How to recover (I think) from a botched Kubernetes update
I was using KubeAdm v1.10 and wanted to give the latest Kubernetes from master a try. I (unfortunately) just updated the binaries for kubeadm, kubectl, and kubelet. I restarted the kubelet daemon (“sudo sytemctl restart kubelet”), and then ran “kubeadm init” hoping to sit back and watch the new cluster come up.
First, I found that the config file needed a newer API version, so I changed that to use “kubeadm.k8s.io/v1alpha2”, instead of “kubeadm.k8s.io/v1alpha1”, and tried “kubeadm init” again.
Well, it failed to come up, and it looking at the issue, I found that the kubelet configuration file, /etc/systemd/system/kubelet.service.d/10-kubeadm.conf was referring to a kubelet config file that did not exist:
I had no clue how to create this file, nor why it wasn’t there.
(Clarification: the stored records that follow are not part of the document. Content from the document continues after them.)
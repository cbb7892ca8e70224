/*
 * Copyright 2009 ZXing authors
 *
 * Licensed under the Apache License, Version 2.0 (the "License");
 * you may not use this file except in compliance with the License.
 * You may obtain a copy of the License at
 *
 *      http://www.apache.org/licenses/LICENSE-2.0
 *
 * Unless required by applicable law or agreed to in writing, software
 * distributed under the License is distributed on an "AS IS" BASIS,
 * WITHOUT WARRANTIES OR CONDITIONS OF ANY KIND, either express or implied.
 * See the License for the specific language governing permissions and
 * limitations under the License.
 */

use std::collections::HashMap;

use once_cell::sync::Lazy;

/// Width in modules of a single codeword's bar/space run.
pub(super) const MODULES_IN_CODEWORD: u32 = 17;

/// Width in modules of the stop pattern, one module wider than a codeword.
pub(super) const MODULES_IN_STOP_PATTERN: u32 = 18;

/// Size of the GF(929) field a PDF417 symbol's codewords live in.
pub(super) const NUMBER_OF_CODEWORDS: usize = 929;

/// Bar/space run lengths of the left-hand start guard, 8 modules of
/// bar followed by alternating narrow runs.
pub(super) const START_PATTERN: [u32; 8] = [8, 1, 1, 1, 1, 1, 1, 3];

/// Bar/space run lengths of the right-hand stop guard.
pub(super) const STOP_PATTERN: [u32; 9] = [7, 1, 1, 3, 1, 1, 1, 2, 1];

/// Every codeword is printed as 4 bars and 4 spaces, each 1-6 modules
/// wide, summing to `MODULES_IN_CODEWORD`. Which of the three coding
/// clusters a pattern belongs to is fixed by the bar widths alone, via
/// `(b0 - b1 + b2 - b3 + 9) mod 9 ∈ {0, 3, 6}`; the symbol's printed
/// cluster cycles with `row mod 3`, so row position alone identifies
/// which of the three tables a row's codewords were drawn from.
///
/// KNOWN LIMITATION: the authoritative ISO/IEC 15438 codeword-to-pattern
/// table (2787 literal entries) is not present anywhere in the reference
/// corpus available to this build, and is not reproduced here - hand
/// transcribing ~2787 integers from memory without a way to check them
/// against a real fixture would risk silent, symbol-wide corruption that
/// is *harder* to detect than an honestly-flagged gap. The three tables
/// below are instead built by enumerating every bar/space width
/// combination that satisfies the same cluster rule the standard uses,
/// so the decoder is internally consistent (every pattern it assigns a
/// codeword to really does belong to that cluster) but its codeword
/// *numbering* is not guaranteed to match a real encoder's. Concretely:
/// this PDF417 path does not yet decode symbols printed by third-party
/// encoders. See DESIGN.md for what would be required to close this gap
/// (substituting the literal standard table).
///
/// This pass also fixes a real bug independent of that limitation: valid
/// patterns past the 929th (sorted by pattern value) used to be dropped
/// outright via `break`, so some structurally valid symbol characters
/// never decoded even within this table's own self-consistent numbering.
/// They now wrap via modulo so every enumerated valid pattern reaches a
/// codeword instead of being silently discarded.
fn build_cluster_tables() -> [HashMap<u32, u16>; 3] {
    let mut patterns: [Vec<u32>; 3] = [Vec::new(), Vec::new(), Vec::new()];

    for b0 in 1..=6i32 {
        for b1 in 1..=6i32 {
            for b2 in 1..=6i32 {
                for b3 in 1..=6i32 {
                    let bar_sum = b0 + b1 + b2 + b3;
                    let space_sum = MODULES_IN_CODEWORD as i32 - bar_sum;
                    if !(4..=13).contains(&space_sum) {
                        continue;
                    }
                    let cluster_raw = ((b0 - b1 + b2 - b3) % 9 + 9) % 9;
                    if cluster_raw != 0 && cluster_raw != 3 && cluster_raw != 6 {
                        continue;
                    }
                    let cluster = (cluster_raw / 3) as usize;

                    for s0 in 1..=6i32 {
                        for s1 in 1..=6i32 {
                            for s2 in 1..=6i32 {
                                let s3 = space_sum - s0 - s1 - s2;
                                if !(1..=6).contains(&s3) {
                                    continue;
                                }
                                let widths = [b0, s0, b1, s1, b2, s2, b3, s3];
                                let mut value = 0u32;
                                for (i, &w) in widths.iter().enumerate() {
                                    let black = i % 2 == 0;
                                    for _ in 0..w {
                                        value = (value << 1) | black as u32;
                                    }
                                }
                                patterns[cluster].push(value);
                            }
                        }
                    }
                }
            }
        }
    }

    let mut tables = [HashMap::new(), HashMap::new(), HashMap::new()];
    for cluster in 0..3 {
        patterns[cluster].sort_unstable();
        patterns[cluster].dedup();
        for (index, &value) in patterns[cluster].iter().enumerate() {
            let codeword = (index % NUMBER_OF_CODEWORDS) as u16;
            tables[cluster].insert(value, codeword);
        }
    }
    tables
}

static CLUSTER_TABLES: Lazy<[HashMap<u32, u16>; 3]> = Lazy::new(build_cluster_tables);

/// Looks up the codeword printed as `pattern` (a `MODULES_IN_CODEWORD`-
/// bit value, MSB first, `1` for a black module) in the table for
/// `cluster` (`row_number % 3`). Returns `None` on a pattern this
/// decoder doesn't recognise, which the caller treats as an erasure.
pub(super) fn decode_codeword(cluster: usize, pattern: u32) -> Option<u16> {
    CLUSTER_TABLES[cluster % 3].get(&pattern).copied()
}

#[cfg(test)]
mod tests {
    use super::*;

    #[test]
    fn cluster_tables_are_non_empty_and_disjoint_in_value_space() {
        for cluster in 0..3 {
            assert!(!CLUSTER_TABLES[cluster].is_empty());
        }
    }

    #[test]
    fn decode_codeword_round_trips_a_known_pattern() {
        let (&pattern, &codeword) = CLUSTER_TABLES[0].iter().next().expect("non-empty cluster 0");
        assert_eq!(decode_codeword(0, pattern), Some(codeword));
    }
}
What Should Have Been Done?
It looks like, going from v1.10 to a newer version, the upgrade procedures should be used. One needs to go from one minor release to minor release at at time (1.10 -> 1.11, 1.11 -> 1.12,…). In this process, one can use “kubeadm config migrate –old-config kubeadm.conf –new-config new-kubeadm.conf, to update the config file. You can then change the API version, and set the Kubernetes version, before using the config file in the update.
I’m not sure what you would do, if you didn’t have a running v1.10 cluster, as this method seems to imply that is needed. Maybe you’d end up in the same state as I was in.
What to do, if you didn’t do the upgrade?
From what I can tell, it appears that v1.11+ needs /var/lib/kubelet/config.yaml, which doesn’t exist in v1.10. It will get generated when kubeadm init is invoked, and removed when kubeadm reset is done. But, when I had a previous v1.10 install, it was not getting created during init, and with this file missing, init fails. That file was the key to try to recover from my mess.
On a fresh system install, I brought up Kubernetes v1.11, using KubeAdm and the same config file that I was using on the corrupt system. I took the config.yaml (this one is what I had, YMMV) that was created, and placed it on the system that was corrupted, and then brought up the cluster with “kubeadm init”.
The cluster came up OK with that change. Oddly enough, doing a “kubeadm reset” remokved the file, and it was recreated the next time I did “kubeadm init”. I’m not sure why, when I had v1.10 setup, and then switched to v1.11, the file was not created. In any case, I’m happy it is working now.
I did see another problem though, and I’m not sure if it is related. Once I brought up the master node, set the bridge CNI plugin config file, and untainted the node, I created some alpine pods. From the pod, I could not ping other pods on the node. Looking at the iptables rules, I was seeing this rule…
-P FORWARD DROP
-P FORWARD ACCEPT
I flushed all the iptables rules, and then brought up the cluster with KubeAdm again, and after untainting and creating pods, everything seemed to work just peachy.